Abstract: Each human genome has been reported to contain approximately 100 loss-of-function (LoF) variants, with roughly 20 genes completely inactivated. Some of these completely inactivated genes are essential genes, and yet they are present in a homozygous state in apparently healthy individuals. This totally unexpected lack of phenotype has also been observed in commonly studied model organisms including yeast, flies, worms, plants, fish, and mice. Various hypotheses have been proposed to explain these findings including Genetic Compensation (GC). GC manifests itself as altered gene/protein expression, or function, which leads to a wild-type-like phenotype in homozygous mutant or heterozygous individuals who would be predicted to exhibit clear defects (reviewed by El-Brolosy and Stainier, PLoS Genetics, 2017). Traditionally, GC has been thought to involve protein feedback loops such that if one component of a regulatory pathway is deficient, a compensatory rewiring within a network or the activation of a functionally redundant gene occurs. However, not every major regulatory network has evolved to incorporate such complex features. Another mechanism of GC is the newly identified process of Transcriptional Adaptation (TA): some deleterious mutations, but not all, trigger the transcriptional modulation of so-called adapting genes. In some cases, e.g., when one (or more) of the upregulated adapting genes is functionally redundant with the mutated gene, this process compensates for the loss of the mutated gene’s product. Notably, unlike other mechanisms underlying genetic robustness, TA is not triggered by the loss of protein function. This unexpected observation has prompted studies into the machinery of TA and the contexts in which it functions. 

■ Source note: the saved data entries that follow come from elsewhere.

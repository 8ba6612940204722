//! Insert-only record store backed by an injected similarity index.

use crate::error::MemoryError;
use crate::model::{MemoryId, MemoryRecord};
use crate::provider::SimilarityIndex;
use crate::snapshot;
use chrono::{DateTime, Utc};
use log::{debug, info};
use parking_lot::RwLock;
use std::collections::BTreeMap;
use std::path::Path;
use std::sync::Arc;
use std::sync::atomic::{AtomicU64, Ordering};

/// Shape constraints enforced on every stored record.
#[derive(Debug, Clone, Copy, PartialEq)]
pub struct StoreConfig {
    /// Required embedding length.
    pub dimensions: usize,
    /// Lowest accepted importance.
    pub min_importance: f64,
    /// Highest accepted importance.
    pub max_importance: f64,
}

impl Default for StoreConfig {
    /// Default store settings (384-dim embeddings, importance 1-10).
    fn default() -> Self {
        Self {
            dimensions: 384,
            min_importance: 1.0,
            max_importance: 10.0,
        }
    }
}

impl StoreConfig {
    /// Check that the bounds describe a usable store.
    pub fn validate(&self) -> Result<(), MemoryError> {
        if self.dimensions == 0 {
            return Err(MemoryError::invalid("dimensions must be positive"));
        }
        if !self.min_importance.is_finite() || !self.max_importance.is_finite() {
            return Err(MemoryError::invalid("importance bounds must be finite"));
        }
        if self.max_importance <= 0.0 || self.min_importance > self.max_importance {
            return Err(MemoryError::invalid(format!(
                "invalid importance bounds [{}, {}]",
                self.min_importance, self.max_importance
            )));
        }
        Ok(())
    }
}

/// Owns all memory records. Callers get clones; `touch` is the only mutation.
pub struct MemoryRecordStore {
    config: StoreConfig,
    index: Arc<dyn SimilarityIndex>,
    records: RwLock<BTreeMap<MemoryId, MemoryRecord>>,
    next_id: AtomicU64,
}

impl MemoryRecordStore {
    /// Create an empty store over the given similarity index.
    pub fn new(config: StoreConfig, index: Arc<dyn SimilarityIndex>) -> Result<Self, MemoryError> {
        config.validate()?;
        info!(
            "initialized memory record store (dimensions={}, importance=[{}, {}])",
            config.dimensions, config.min_importance, config.max_importance
        );
        Ok(Self {
            config,
            index,
            records: RwLock::new(BTreeMap::new()),
            next_id: AtomicU64::new(1),
        })
    }

    /// Rebuild a store from previously captured records.
    ///
    /// Every vector is re-inserted into `index`; ids and access times are kept
    /// and new ids continue after the highest restored one. Nothing reaches
    /// `index` unless every record is valid.
    pub async fn restore(
        config: StoreConfig,
        index: Arc<dyn SimilarityIndex>,
        records: Vec<MemoryRecord>,
    ) -> Result<Self, MemoryError> {
        let store = Self::new(config, index)?;
        let mut restored = BTreeMap::new();
        for record in records {
            store.validate_embedding(&record.embedding)?;
            store.validate_importance(record.importance)?;
            if record.last_accessed_at < record.created_at {
                return Err(MemoryError::invalid(format!(
                    "{} was accessed before it was created",
                    record.id
                )));
            }
            if restored.contains_key(&record.id) {
                return Err(MemoryError::invalid(format!("duplicate id {}", record.id)));
            }
            restored.insert(record.id, record);
        }
        for record in restored.values() {
            store
                .index
                .insert(record.id, record.embedding.clone())
                .await
                .map_err(MemoryError::UpstreamFailure)?;
        }
        let next = restored.keys().next_back().map_or(1, |id| id.0 + 1);
        store.next_id.store(next, Ordering::SeqCst);
        info!("restored memory records (count={})", restored.len());
        *store.records.write() = restored;
        Ok(store)
    }

    /// Load a JSONL snapshot written by [`MemoryRecordStore::save_snapshot`].
    pub async fn load_snapshot(
        path: impl AsRef<Path>,
        config: StoreConfig,
        index: Arc<dyn SimilarityIndex>,
    ) -> Result<Self, MemoryError> {
        let records = snapshot::read_records(path.as_ref())?;
        Self::restore(config, index, records).await
    }

    /// Write every record to a JSONL snapshot, replacing the file atomically.
    pub fn save_snapshot(&self, path: impl AsRef<Path>) -> Result<(), MemoryError> {
        let records = self.records();
        snapshot::write_records(path.as_ref(), &records)
    }

    /// Store configuration.
    pub fn config(&self) -> &StoreConfig {
        &self.config
    }

    /// Create and store a new record, returning its id.
    pub async fn add(
        &self,
        text: impl Into<String>,
        embedding: Vec<f32>,
        importance: f64,
        now: DateTime<Utc>,
    ) -> Result<MemoryId, MemoryError> {
        self.validate_embedding(&embedding)?;
        self.validate_importance(importance)?;
        let id = MemoryId(self.next_id.fetch_add(1, Ordering::SeqCst));
        self.index
            .insert(id, embedding.clone())
            .await
            .map_err(MemoryError::UpstreamFailure)?;
        let record = MemoryRecord {
            id,
            text: text.into(),
            embedding,
            created_at: now,
            last_accessed_at: now,
            importance,
        };
        debug!(
            "stored memory record (id={}, importance={}, text_len={})",
            id,
            importance,
            record.text.len()
        );
        self.records.write().insert(id, record);
        Ok(id)
    }

    /// Fetch a copy of a record.
    pub fn get(&self, id: MemoryId) -> Result<MemoryRecord, MemoryError> {
        self.records
            .read()
            .get(&id)
            .cloned()
            .ok_or(MemoryError::NotFound(id))
    }

    /// Mark a record as accessed at `now`.
    pub fn touch(&self, id: MemoryId, now: DateTime<Utc>) -> Result<(), MemoryError> {
        let mut records = self.records.write();
        let record = records.get_mut(&id).ok_or(MemoryError::NotFound(id))?;
        mark_accessed(record, now);
        Ok(())
    }

    /// Mark several records as accessed under one lock acquisition and
    /// return their updated copies in the order given.
    ///
    /// Either every id is touched or, if any id is unknown, none are.
    pub(crate) fn touch_all(
        &self,
        ids: &[MemoryId],
        now: DateTime<Utc>,
    ) -> Result<Vec<MemoryRecord>, MemoryError> {
        let mut records = self.records.write();
        if let Some(missing) = ids.iter().find(|id| !records.contains_key(*id)) {
            return Err(MemoryError::NotFound(*missing));
        }
        let mut touched = Vec::with_capacity(ids.len());
        for id in ids {
            if let Some(record) = records.get_mut(id) {
                mark_accessed(record, now);
                touched.push(record.clone());
            }
        }
        Ok(touched)
    }

    /// Query the index and pair each hit with its record.
    ///
    /// Similarities are clamped to `[0, 1]`. Ids unknown to the store are
    /// skipped.
    pub async fn all_candidates(
        &self,
        query_embedding: &[f32],
        limit: usize,
    ) -> Result<Vec<(MemoryRecord, f32)>, MemoryError> {
        self.validate_embedding(query_embedding)?;
        let hits = self
            .index
            .query(query_embedding, limit)
            .await
            .map_err(MemoryError::UpstreamFailure)?;
        let records = self.records.read();
        let mut candidates = Vec::with_capacity(hits.len());
        for (id, similarity) in hits {
            match records.get(&id) {
                Some(record) => candidates.push((record.clone(), clamp_similarity(similarity))),
                None => debug!("index returned unknown record (id={id})"),
            }
        }
        Ok(candidates)
    }

    /// The `n` most recently created records, newest first.
    pub fn recent(&self, n: usize) -> Vec<MemoryRecord> {
        let mut records = self.records();
        records.sort_by(|a, b| b.created_at.cmp(&a.created_at).then(b.id.cmp(&a.id)));
        records.truncate(n);
        records
    }

    /// Copies of all records in id order.
    pub fn records(&self) -> Vec<MemoryRecord> {
        self.records.read().values().cloned().collect()
    }

    /// Number of stored records.
    pub fn len(&self) -> usize {
        self.records.read().len()
    }

    /// Whether the store holds no records.
    pub fn is_empty(&self) -> bool {
        self.records.read().is_empty()
    }

    /// Reject embeddings of the wrong length or with non-finite components.
    pub(crate) fn validate_embedding(&self, embedding: &[f32]) -> Result<(), MemoryError> {
        if embedding.len() != self.config.dimensions {
            return Err(MemoryError::invalid(format!(
                "embedding has {} dimensions, expected {}",
                embedding.len(),
                self.config.dimensions
            )));
        }
        if embedding.iter().any(|value| !value.is_finite()) {
            return Err(MemoryError::invalid("embedding contains non-finite values"));
        }
        Ok(())
    }

    fn validate_importance(&self, importance: f64) -> Result<(), MemoryError> {
        if !importance.is_finite()
            || importance < self.config.min_importance
            || importance > self.config.max_importance
        {
            return Err(MemoryError::invalid(format!(
                "importance {importance} outside [{}, {}]",
                self.config.min_importance, self.config.max_importance
            )));
        }
        Ok(())
    }
}

/// Latest wall-clock access wins; earlier timestamps leave the record as is.
fn mark_accessed(record: &mut MemoryRecord, now: DateTime<Utc>) {
    if now > record.last_accessed_at {
        record.last_accessed_at = now;
    }
}

fn clamp_similarity(similarity: f32) -> f32 {
    if similarity.is_nan() {
        0.0
    } else {
        similarity.clamp(0.0, 1.0)
    }
}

We discovered TA while trying to understand the phenotypic differences between knockout (mutant) and knockdown (antisense treated) zebrafish embryos (Rossi et al., Nature, 2015). Further studies identified additional examples of TA in zebrafish as well as examples in mouse and human cell lines. By generating and analyzing several mutant alleles for these genes, including non-transcribing alleles, we found that mutant mRNA degradation is required to trigger TA (El-Brolosy et al., Nature, 2019). Based on these and other data, we hypothesize that all mutations that cause mutant mRNA degradation can trigger TA. We have also observed TA in C. elegans, and through a targeted RNAi screen followed by genetic analysis, found a role for small RNA biogenesis in this process (Serobyan et al., eLife, 2020). This presentation will also go over our unpublished data on TA including the transgenerational inheritance of this process.